U.S. Army Quartermaster General

Daniel Henry Rucker (April 28, 1812 – January 6, 1910) was a career officer in the United States Army. He was commissioned in 1837 and served for nearly 45 years, including during the American Indian Wars, Mexican–American War, and American Civil War. He attained the rank of brigadier general and was most notable for his service as Assistant Quartermaster General of the United States Army, then Quartermaster General. Rucker received brevet promotions to major general of United States Volunteers and major general in the Regular Army in commendation of his Civil War service. Rucker was the father-in-law of General Philip Sheridan.

==Early life==
Daniel H. Rucker was born in Belleville, New Jersey on April 28, 1812, a son of John Anthony Rucker and Sarah Jane (Dring) Macomb. Sarah Macomb Rucker (1789–1873) was the daughter of William Macomb. Her sister Catherine was the wife of General Alexander Macomb. Her sister Eliza was the wife of Brevet Brigadier General Henry Whiting. Her sister Anne was the wife of Lieutenant Colonel Aeneas MacKay, who served as the U.S. Army's Deputy Quartermaster General.

Rucker's siblings included William Alexander Rucker, a career U.S. Army officer who attained the rank of colonel in the Paymaster department. The Rucker family moved to Grosse Ile, Michigan soon after the close of the War of 1812, and Rucker was raised and educated in Grosse Ile.
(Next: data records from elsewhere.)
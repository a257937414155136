//! Translation of winit window events into [`Surface`] input.

use easel_core::*;
use winit::event::{ElementState, MouseButton, MouseScrollDelta, WindowEvent};
use winit::keyboard::{Key as WinitKey, PhysicalKey};

/// Pixels per wheel line.
const LINE_DELTA: f32 = 40.0;

/// Tracks the cursor and modifier state winit reports separately from the
/// events that need them.
pub struct WinitInput {
    cursor: Point,
    modifiers: Modifiers,
    scale: f64,
}

impl WinitInput {
    pub fn new(scale_factor: f64) -> Self {
        Self {
            cursor: Point::ZERO,
            modifiers: Modifiers::empty(),
            scale: scale_factor,
        }
    }

    /// Last cursor position in logical pixels.
    pub fn cursor(&self) -> Point {
        self.cursor
    }

    pub fn modifiers(&self) -> Modifiers {
        self.modifiers
    }

    pub fn scale_factor(&self) -> f64 {
        self.scale
    }

    fn logical(&self, x: f64, y: f64) -> Point {
        Point::new((x / self.scale) as f32, (y / self.scale) as f32)
    }

    /// Applies one window event. Returns `false` for events that have no
    /// meaning for the surface.
    pub fn handle<C: Canvas>(&mut self, surface: &mut Surface<C>, event: &WindowEvent) -> bool {
        match event {
            WindowEvent::Resized(size) => {
                let logical = self.logical(size.width.into(), size.height.into());
                surface.set_logical_size(Size::new(logical.x, logical.y));
                surface.repaint();
            }
            WindowEvent::ScaleFactorChanged { scale_factor, .. } => {
                log::debug!("scale factor {} -> {scale_factor}", self.scale);
                self.scale = *scale_factor;
                surface.set_scale(*scale_factor as f32);
            }
            WindowEvent::RedrawRequested => surface.repaint(),
            WindowEvent::ModifiersChanged(mods) => {
                let state = mods.state();
                let mut m = Modifiers::empty();
                m.set(Modifiers::SHIFT, state.shift_key());
                m.set(Modifiers::CTRL, state.control_key());
                m.set(Modifiers::ALT, state.alt_key());
                m.set(Modifiers::META, state.super_key());
                self.modifiers = m;
            }
            WindowEvent::CursorMoved { position, .. } => {
                self.cursor = self.logical(position.x, position.y);
                surface.pointer_move(self.cursor, self.modifiers);
            }
            WindowEvent::MouseInput { state, button, .. } => {
                let button = map_button(*button);
                match state {
                    ElementState::Pressed => {
                        surface.pointer_down(self.cursor, button, self.modifiers);
                    }
                    ElementState::Released => {
                        surface.pointer_up(self.cursor, button, self.modifiers);
                    }
                }
            }
            WindowEvent::MouseWheel { delta, .. } => {
                let delta = match delta {
                    MouseScrollDelta::LineDelta(x, y) => Point::new(-x * LINE_DELTA, -y * LINE_DELTA),
                    MouseScrollDelta::PixelDelta(p) => {
                        let p = self.logical(p.x, p.y);
                        Point::new(-p.x, -p.y)
                    }
                };
                surface.wheel(self.cursor, delta, self.modifiers);
            }
            WindowEvent::KeyboardInput { event, .. } => {
                let key = map_key(&event.logical_key);
                let code = match event.physical_key {
                    PhysicalKey::Code(code) => format!("{code:?}"),
                    PhysicalKey::Unidentified(_) => String::new(),
                };
                let mut ev = match event.state {
                    ElementState::Pressed => KeyEvent::down(key, code, self.modifiers),
                    ElementState::Released => KeyEvent::up(key, code, self.modifiers),
                };
                ev.repeat = event.repeat;
                surface.key(ev);
            }
            _ => return false,
        }
        true
    }
}

pub fn map_button(button: MouseButton) -> PointerButton {
    match button {
        MouseButton::Left => PointerButton::Primary,
        MouseButton::Right => PointerButton::Secondary,
        MouseButton::Middle => PointerButton::Tertiary,
        MouseButton::Back => PointerButton::Other(3),
        MouseButton::Forward => PointerButton::Other(4),
        MouseButton::Other(n) => PointerButton::Other(n),
    }
}

/// Maps winit's logical key. Named keys go through [`Key::from_name`], which
/// shares winit's spelling for the keys Easel knows.
pub fn map_key(key: &WinitKey) -> Key {
    match key {
        WinitKey::Named(named) => Key::from_name(&format!("{named:?}")),
        WinitKey::Character(s) => {
            let mut chars = s.chars();
            match (chars.next(), chars.next()) {
                (Some(c), None) => Key::Character(c),
                _ => Key::Unidentified(s.to_string()),
            }
        }
        other => Key::Unidentified(format!("{other:?}")),
    }
}

#[cfg(test)]
mod tests {
    use super::*;
    use winit::dpi::PhysicalSize;
    use winit::keyboard::{ModifiersState, NamedKey};

    struct Fixed;

    impl View for Fixed {
        fn layout(&mut self, _cx: &mut LayoutCx<'_>, available: Size) -> Size {
            available
        }
    }

    #[test]
    fn named_keys_share_easel_spelling() {
        assert_eq!(map_key(&WinitKey::Named(NamedKey::Enter)), Key::Enter);
        assert_eq!(map_key(&WinitKey::Named(NamedKey::ArrowLeft)), Key::ArrowLeft);
        assert_eq!(map_key(&WinitKey::Named(NamedKey::Space)), Key::Character(' '));
        assert_eq!(map_key(&WinitKey::Named(NamedKey::F7)), Key::F(7));
        assert_eq!(map_key(&WinitKey::Character("q".into())), Key::Character('q'));
        assert!(matches!(
            map_key(&WinitKey::Named(NamedKey::CapsLock)),
            Key::Unidentified(_)
        ));
    }

    #[test]
    fn resize_divides_by_scale() {
        let mut surface = Surface::new(SurfaceConfig::default(), SceneCanvas::new());
        surface.set_root(Fixed);
        let mut input = WinitInput::new(2.0);
        assert!(input.handle(&mut surface, &WindowEvent::Resized(PhysicalSize::new(800, 600))));
        assert_eq!(surface.logical_size(), Size::new(400.0, 300.0));
        assert_eq!(surface.frames(), 1);
    }

    #[test]
    fn modifiers_are_tracked() {
        let mut surface = Surface::new(SurfaceConfig::default(), SceneCanvas::new());
        let mut input = WinitInput::new(1.0);
        let state = ModifiersState::CONTROL | ModifiersState::SHIFT;
        input.handle(&mut surface, &WindowEvent::ModifiersChanged(state.into()));
        assert_eq!(input.modifiers(), Modifiers::CTRL | Modifiers::SHIFT);
        assert!(!input.handle(&mut surface, &WindowEvent::Focused(true)));
    }
}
His uncle Alexander Macomb was serving as Commanding General of the United States Army when Rucker applied for a commission in the United States Army in 1837; he was accepted and received appointment as a second lieutenant in the 1st Regiment of Dragoons in October of that year.

==Start of career==
Rucker's regiment was sent to Fort Leavenworth, Kansas soon after he received his commission, and he took part in a campaign against the Ute people, during which he formed a friendship with Kit Carson that lasted until Carson's 1868 death. He served at several posts in the Midwest and Southwest United States during the 1840s, and was promoted to first lieutenant in 1844 and captain in 1847. During the Mexican–American War, he served with his regiment and rose from command of Company E to command of a squadron. He received a brevet promotion to major in recognition of his gallantry at the Battle of Buena Vista.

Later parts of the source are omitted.